6 characters zig zag, a PDF game

This is a pretyy damn fast game I play when the opportunity arises. It could be a Levity @rgrassi fast game because it's so fast :
Easy, 2-6 players.
player 1 picks a protagonist (a person or maybe a group of persons)
P2 picks an antagonist
Next player picks a virtue : that which is good to have and bad not to
Next player picks a temptation
Next player picks a helper (person or event)
Next player picks a reason : the sad but true reason why, in our reality, (put here the name of your protagonist)s can't do nothing about (antagonists and temptations) with all the (virtue and help) in the world.
The goal is to get something ripe for a story, but that could go one way or another

I made this as a PDFast R-ship map creation assistant for a folktale version of my game. It ends up very similar to Tales of Entropy "enemy of my enemy" cast drafting procedure. Only better ;P Because it passes painlessly into theme territory and concepts as characters.

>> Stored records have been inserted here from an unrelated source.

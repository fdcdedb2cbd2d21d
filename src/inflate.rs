//! Raw DEFLATE (RFC 1951) decompression.

use crate::{
    bit_reader::BitReader,
    error::{DecodeError, DeflateError},
    huffman::HuffmanTable,
};
use num_enum::TryFromPrimitive;
use tracing::trace;

/// Base lengths for literal/length symbols 257..=285.
const LENGTH_BASE: [u16; 29] = [
    3, 4, 5, 6, 7, 8, 9, 10, 11, 13, 15, 17, 19, 23, 27, 31, 35, 43, 51, 59, 67, 83, 99, 115, 131,
    163, 195, 227, 258,
];

/// Extra bits for literal/length symbols 257..=285. 285 is pinned to exactly 258.
const LENGTH_EXTRA: [u8; 29] =
    [0, 0, 0, 0, 0, 0, 0, 0, 1, 1, 1, 1, 2, 2, 2, 2, 3, 3, 3, 3, 4, 4, 4, 4, 5, 5, 5, 5, 0];

const DIST_BASE: [u16; 30] = [
    1, 2, 3, 4, 5, 7, 9, 13, 17, 25, 33, 49, 65, 97, 129, 193, 257, 385, 513, 769, 1025, 1537,
    2049, 3073, 4097, 6145, 8193, 12289, 16385, 24577,
];

const DIST_EXTRA: [u8; 30] = [
    0, 0, 0, 0, 1, 1, 2, 2, 3, 3, 4, 4, 5, 5, 6, 6, 7, 7, 8, 8, 9, 9, 10, 10, 11, 11, 12, 12, 13,
    13,
];

/// Order in which the code length code lengths are stored.
const CODE_LENGTH_ORDER: [usize; 19] =
    [16, 17, 18, 0, 8, 7, 9, 6, 10, 5, 11, 4, 12, 3, 13, 2, 14, 1, 15];

const END_OF_BLOCK: u16 = 256;

// HLIT tops out at 257 + 31, HDIST at 1 + 31.
const MAX_LENGTHS: usize = 288 + 32;

#[repr(u8)]
#[derive(Debug, Copy, Clone, PartialEq, TryFromPrimitive)]
enum BlockType {
    Stored = 0,
    FixedHuffman = 1,
    DynamicHuffman = 2,
}

/// Decompresses raw DEFLATE streams.
///
/// The output buffer is kept between calls and only ever grows, so decoding
/// many images with one `DeflateDecoder` settles into zero allocations. A
/// decoder is not meant to be shared between threads; use one per thread.
#[derive(Debug, Clone)]
pub struct DeflateDecoder {
    output: Vec<u8>,
    lengths: [u8; MAX_LENGTHS],
    code_lengths: HuffmanTable,
    lit_len: HuffmanTable,
    dist: HuffmanTable,
    fixed_lit_len: HuffmanTable,
    fixed_dist: HuffmanTable,
}

impl Default for DeflateDecoder {
    fn default() -> Self {
        Self::new()
    }
}

impl DeflateDecoder {
    pub fn new() -> Self {
        Self {
            output: Vec::new(),
            lengths: [0; MAX_LENGTHS],
            code_lengths: HuffmanTable::new(),
            lit_len: HuffmanTable::new(),
            dist: HuffmanTable::new(),
            fixed_lit_len: HuffmanTable::fixed_literal_length(),
            fixed_dist: HuffmanTable::fixed_distance(),
        }
    }

    /// Inflates the raw DEFLATE stream in `data` starting at `start`.
    ///
    /// The returned slice borrows the decoder's internal buffer and is
    /// overwritten by the next call.
    pub fn decompress(&mut self, data: &[u8], start: usize) -> Result<&[u8], DecodeError> {
        let mut reader = BitReader::new(data, start);
        self.inflate_stream(&mut reader)?;
        Ok(&self.output)
    }

    /// Output of the last call. After an error this holds whatever was
    /// decoded before the error was found.
    pub fn output(&self) -> &[u8] {
        &self.output
    }

    /// Decodes blocks from `reader` until the final one. On return the reader
    /// sits just after the last bit of the stream.
    pub(crate) fn inflate_stream(&mut self, reader: &mut BitReader) -> Result<(), DecodeError> {
        self.output.clear();

        let wanted = reader.input_len().max(1).next_power_of_two();
        if self.output.capacity() < wanted {
            self.output.try_reserve(wanted)?;
        }

        loop {
            let is_final = reader.next_bit()? == 1;
            let block_type = BlockType::try_from(reader.read_bits(2, 0)? as u8)
                .map_err(|_| DeflateError::ReservedBlockType)?;

            trace!(?block_type, is_final, output_len = self.output.len(), "deflate block");

            match block_type {
                BlockType::Stored => inflate_stored(reader, &mut self.output)?,
                BlockType::FixedHuffman => {
                    inflate_codes(reader, &self.fixed_lit_len, &self.fixed_dist, &mut self.output)?
                },
                BlockType::DynamicHuffman => {
                    self.read_dynamic_tables(reader)?;
                    inflate_codes(reader, &self.lit_len, &self.dist, &mut self.output)?
                },
            }

            if is_final {
                return Ok(());
            }
        }
    }

    fn read_dynamic_tables(&mut self, reader: &mut BitReader) -> Result<(), DeflateError> {
        let hlit = reader.read_bits(5, 257)? as usize;
        let hdist = reader.read_bits(5, 1)? as usize;
        let hclen = reader.read_bits(4, 4)? as usize;

        let mut code_length_lengths = [0u8; 19];
        for &index in &CODE_LENGTH_ORDER[..hclen] {
            code_length_lengths[index] = reader.read_bits(3, 0)? as u8;
        }
        self.code_lengths.rebuild(&code_length_lengths)?;

        let total = hlit + hdist;
        let lengths = &mut self.lengths[..total];
        let mut num = 0;

        while num < total {
            let symbol = self.code_lengths.decode_symbol(reader)?;

            let (value, repeat) = match symbol {
                0..=15 => (symbol as u8, 1),
                16 => {
                    let previous = match num.checked_sub(1) {
                        Some(prev) => lengths[prev],
                        None => return Err(DeflateError::InvalidCodeLengthRepeat),
                    };
                    (previous, reader.read_bits(2, 3)? as usize)
                },
                17 => (0, reader.read_bits(3, 3)? as usize),
                18 => (0, reader.read_bits(7, 11)? as usize),
                _ => return Err(DeflateError::InvalidSymbol(symbol)),
            };

            let run = lengths.get_mut(num..num + repeat).ok_or(DeflateError::TooManyCodeLengths)?;
            run.fill(value);
            num += repeat;
        }

        self.lit_len.rebuild(&self.lengths[..hlit])?;
        self.dist.rebuild(&self.lengths[hlit..total])?;

        trace!(hlit, hdist, hclen, "dynamic huffman tables");

        Ok(())
    }
}

/// Appends one byte, doubling the buffer when it is full.
#[inline(always)]
fn put(output: &mut Vec<u8>, byte: u8) -> Result<(), DecodeError> {
    if output.len() == output.capacity() {
        output.try_reserve(output.capacity().max(64))?;
    }
    output.push(byte);
    Ok(())
}

fn inflate_stored(reader: &mut BitReader, output: &mut Vec<u8>) -> Result<(), DecodeError> {
    reader.align_to_byte();

    let len = reader.read_aligned_u16_le()?;
    let nlen = reader.read_aligned_u16_le()?;
    if len != !nlen {
        return Err(DeflateError::StoredLengthMismatch { len, nlen }.into());
    }

    let bytes = reader.read_aligned_bytes(usize::from(len))?;
    output.try_reserve(bytes.len())?;
    output.extend_from_slice(bytes);

    Ok(())
}

/// Decodes literal/length and distance symbols until end-of-block.
fn inflate_codes(
    reader: &mut BitReader,
    lit_len: &HuffmanTable,
    dist: &HuffmanTable,
    output: &mut Vec<u8>,
) -> Result<(), DecodeError> {
    loop {
        let symbol = lit_len.decode_symbol(reader)?;

        if symbol < END_OF_BLOCK {
            put(output, symbol as u8)?;
            continue;
        }

        if symbol == END_OF_BLOCK {
            return Ok(());
        }

        let index = usize::from(symbol - 257);
        let (base, extra) = match (LENGTH_BASE.get(index), LENGTH_EXTRA.get(index)) {
            (Some(&base), Some(&extra)) => (base, extra),
            _ => return Err(DeflateError::InvalidSymbol(symbol).into()),
        };
        let length = reader.read_bits(u32::from(extra), u32::from(base))? as usize;

        let dist_symbol = dist.decode_symbol(reader)?;
        let index = usize::from(dist_symbol);
        let (base, extra) = match (DIST_BASE.get(index), DIST_EXTRA.get(index)) {
            (Some(&base), Some(&extra)) => (base, extra),
            _ => return Err(DeflateError::InvalidSymbol(dist_symbol).into()),
        };
        let distance = reader.read_bits(u32::from(extra), u32::from(base))? as usize;

        let available = output.len();
        if distance > available {
            return Err(DeflateError::DistanceTooFar { distance, available }.into());
        }

        // Source and destination may overlap when distance < length, so this
        // has to go one byte at a time to pick up bytes it just wrote.
        output.try_reserve(length)?;
        let start = available - distance;
        for i in start..start + length {
            let byte = output[i];
            output.push(byte);
        }
    }
}

/// One-shot inflate of a raw DEFLATE stream into a new `Vec`.
pub fn decompress_to_vec(data: &[u8]) -> Result<Vec<u8>, DecodeError> {
    let mut decoder = DeflateDecoder::new();
    decoder.decompress(data, 0)?;
    Ok(decoder.output)
}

Changed Pdq>pdf as Pdq existed already ;)

Comments

  • Fun! Kind of reminds me of the “It’s Not My Fault!” deck of cards that Evil Hat sells.
    You might want to use a different name, though, because there’s already a well-established RPG system called “PDQ” (and In fact I clicked on this thread because I thought it was gonna be about that.)
  • There is something really interesting and promising about this setup, but I'm not 100% sure I'm understanding it correctly.

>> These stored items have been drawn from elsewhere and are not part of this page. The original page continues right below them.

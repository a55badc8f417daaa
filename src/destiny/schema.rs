use serde::{Serialize, Deserialize};

// Legacy account summary layout: characters sit in an array under
// `Response.data`, with their fields one level down in `characterBase`

#[derive(Debug, Clone, PartialEq, Eq, Serialize, Deserialize)]
pub struct Summary {
    #[serde(rename = "Response")]
    pub response: SummaryResponse
}

#[derive(Debug, Clone, PartialEq, Eq, Serialize, Deserialize)]
pub struct SummaryResponse {
    pub data: AccountData
}

#[derive(Debug, Clone, PartialEq, Eq, Serialize, Deserialize)]
pub struct AccountData {
    pub characters: Vec<SummaryCharacter>
}

#[derive(Debug, Clone, PartialEq, Eq, Serialize, Deserialize)]
#[serde(rename_all = "camelCase")]
pub struct SummaryCharacter {
    pub character_base: CharacterBase
}

#[derive(Debug, Clone, PartialEq, Eq, Serialize, Deserialize)]
#[serde(rename_all = "camelCase")]
pub struct CharacterBase {
    pub character_id: String,
    pub class_type: u8
}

    Can you give an example of how you use these elements to make an actual framework (especially the "reason")?

    And am I right that it's just a procedure for generating a premise for a story?
  • edited April 1
    I don't understand the framework questions. The 6 characters tree is all the framework there is. It's already quite tight, really

    Players draft characters. An abstract character could be "greed" or "peer pressure". Foucault style : "peer pressure" is not a group of high schoolers. It's in everyone of us. A Reason example ? Harm can't be undone, Social status gap, Magical thinking is delusional, etc.

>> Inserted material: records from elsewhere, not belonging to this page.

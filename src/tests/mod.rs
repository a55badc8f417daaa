use serde_json::{json, Value};

mod characters;
mod config;

#[test]
fn test_json_round_trip() {
    let value = json!({
        "Response": {
            "characters": {
                "data": {}
            }
        },
        "ErrorCode": 1,
        "Message": "Ok"
    });

    let reparsed: Value = serde_json::from_str(&serde_json::to_string(&value).unwrap()).unwrap();

    assert_eq!(value, reparsed);
}
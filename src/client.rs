use std::fmt::Display;

use serde_json::Value;
use url::Url;

use crate::config::Settings;
use crate::consts::ApiBase;
use crate::error::Error;

/// Builder of endpoint request URLs
///
/// Path segments and query values are percent-encoded, so malformed
/// identifiers can't corrupt the request path
#[derive(Debug, Clone)]
pub(crate) struct MethodUrl(Url);

impl MethodUrl {
    pub fn new(base: ApiBase) -> Self {
        // Base URIs are compile-time constants
        Self(Url::parse(base.uri()).expect("invalid base uri"))
    }

    pub fn segment(mut self, segment: impl Display) -> Self {
        self.0.path_segments_mut()
            .expect("base uri is not a valid base")
            .push(&segment.to_string());

        self
    }

    /// Append an empty segment, ending the path with a slash
    pub fn trailing_slash(self) -> Self {
        self.segment("")
    }

    pub fn query(mut self, key: &str, value: impl AsRef<str>) -> Self {
        self.0.query_pairs_mut().append_pair(key, value.as_ref());

        self
    }

    /// Append a query pair only when a value was actually given
    pub fn query_opt(self, key: &str, value: Option<impl AsRef<str>>) -> Self {
        match value {
            Some(value) => self.query(key, value),
            None => self
        }
    }

    pub fn finish(self) -> Url {
        self.0
    }
}

/// Check that a required path identifier was actually given
///
/// The remote API would otherwise be called with a malformed path
/// and fail much less legibly
pub(crate) fn required<'a>(name: &'static str, value: &'a str) -> Result<&'a str, Error> {
    if value.trim().is_empty() {
        return Err(Error::MissingArgument(name));
    }

    Ok(value)
}

/// Bungie.net API client
///
/// Owns the loaded [`Settings`] and performs the blocking requests
/// the endpoint functions in [`destiny`](crate::destiny) and
/// [`destiny2`](crate::destiny2) prepare
#[derive(Debug, Clone)]
pub struct Client {
    settings: Settings
}

impl Client {
    #[inline]
    pub fn new(settings: Settings) -> Self {
        Self {
            settings
        }
    }

    /// Construct a client from `$HOME/.bungie_net_api.rc`
    pub fn from_home_config() -> Result<Self, Error> {
        Ok(Self::new(Settings::load()?))
    }

    #[inline]
    pub fn settings(&self) -> &Settings {
        &self.settings
    }

    /// Perform a single GET request and parse its body as JSON
    ///
    /// The parsed value is returned as-is; nothing inside it
    /// is inspected or validated
    #[tracing::instrument(level = "trace", skip(self, token))]
    pub fn execute(&self, url: Url, token: Option<&str>) -> Result<Value, Error> {
        if self.settings.debug {
            tracing::debug!(url = %url, "Sending API request");
        }

        let mut request = minreq::get(url.as_str())
            .with_header("X-API-Key", self.settings.api_key.as_str())
            .with_timeout(*crate::REQUESTS_TIMEOUT);

        if let Some(token) = token {
            request = request.with_header("Authorization", format!("Bearer {token}"));
        }

        let response = request.send()?;

        if !(200..300).contains(&response.status_code) {
            return Err(Error::Status {
                code: response.status_code,
                url: url.to_string()
            });
        }

        Ok(serde_json::from_str(response.as_str()?)?)
    }
}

    And yes, we leave it at that : no setup means we can play walking or working. I'll work the next iteration of my game rules up from there.
  • This is great!
  • If you like the idea, try it. Slap a "game" label on Greimas actantial model and see which of your friends like folktale semiotics :P
  • PDF seems even more confusing! I spent a few minutes looking for a link to a file...
  • @DeReel , I fail to see "the game" part, unless the game is the character creation.
    I mean, after the creation, which are the procedures used by the players to actually create fictional content?
  • This game stops at character creation. But it gives a world, a situation, and a dozen possible stories.
  • So, what's an example of something this game produces? I'm having trouble getting it just from the directions (in particular with the "tip" that characters can be themes or ideas, instead).
  • @DeReel , looks interesting. With your permission, we can setup a fast game and make it available for download on Levity page.
  • edited April 4
    Heya, rgrassi ! I'd be glad to do this.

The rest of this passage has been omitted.